> **Work task**
For this exercise, copy each line of the records that contains the word "debug".

[Saved entries]
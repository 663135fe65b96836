// Policy definition endpoints
//
// Definitions have no global listing; each type has its own collection
// under `template/policy/definition/{type}`.

use serde_json::Value;
use tracing::debug;

use crate::client::VmanageClient;
use crate::error::Error;
use crate::lists::update_response;
use crate::models::UpdateResponse;

/// Definition types the controller exposes, in listing order.
///
/// Older controllers lack some of them and answer 404.
pub const DEFINITION_TYPES: &[&str] = &[
    "data",
    "qosmap",
    "rewriterule",
    "acl",
    "aclv6",
    "vpnmembershipgroup",
    "control",
    "hubandspoke",
    "mesh",
    "approute",
    "cflowd",
    "zonebasedfw",
    "intrusionprevention",
    "urlfiltering",
    "advancedMalwareProtection",
    "dnssecurity",
    "vedgeroute",
    "deviceaccesspolicy",
    "deviceaccesspolicyv6",
];

fn definition_path(definition_type: &str) -> String {
    format!("template/policy/definition/{}", definition_type.to_lowercase())
}

impl VmanageClient {
    /// `GET template/policy/definition/{type}`
    pub async fn list_policy_definitions(
        &self,
        definition_type: &str,
    ) -> Result<Vec<Value>, Error> {
        debug!(definition_type, "listing policy definitions");
        self.get_data(&definition_path(definition_type)).await
    }

    /// `GET template/policy/definition/{type}/{id}`
    pub async fn get_policy_definition(
        &self,
        definition_type: &str,
        id: &str,
    ) -> Result<Value, Error> {
        self.get_json(&format!("{}/{id}", definition_path(definition_type)))
            .await
    }

    /// `POST template/policy/definition/{type}`
    pub async fn create_policy_definition(
        &self,
        definition_type: &str,
        body: &Value,
    ) -> Result<Value, Error> {
        debug!(definition_type, "creating policy definition");
        self.post_json(&definition_path(definition_type), body).await
    }

    /// `PUT template/policy/definition/{type}/{id}`
    pub async fn update_policy_definition(
        &self,
        definition_type: &str,
        id: &str,
        body: &Value,
    ) -> Result<UpdateResponse, Error> {
        debug!(definition_type, id, "updating policy definition");
        let resp = self
            .put_json(&format!("{}/{id}", definition_path(definition_type)), body)
            .await?;
        update_response(&resp)
    }
}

> **Completed exercise**
use tracing::debug;
        debug!(definition_type, "listing policy definitions");
        debug!(definition_type, "creating policy definition");
        debug!(definition_type, id, "updating policy definition");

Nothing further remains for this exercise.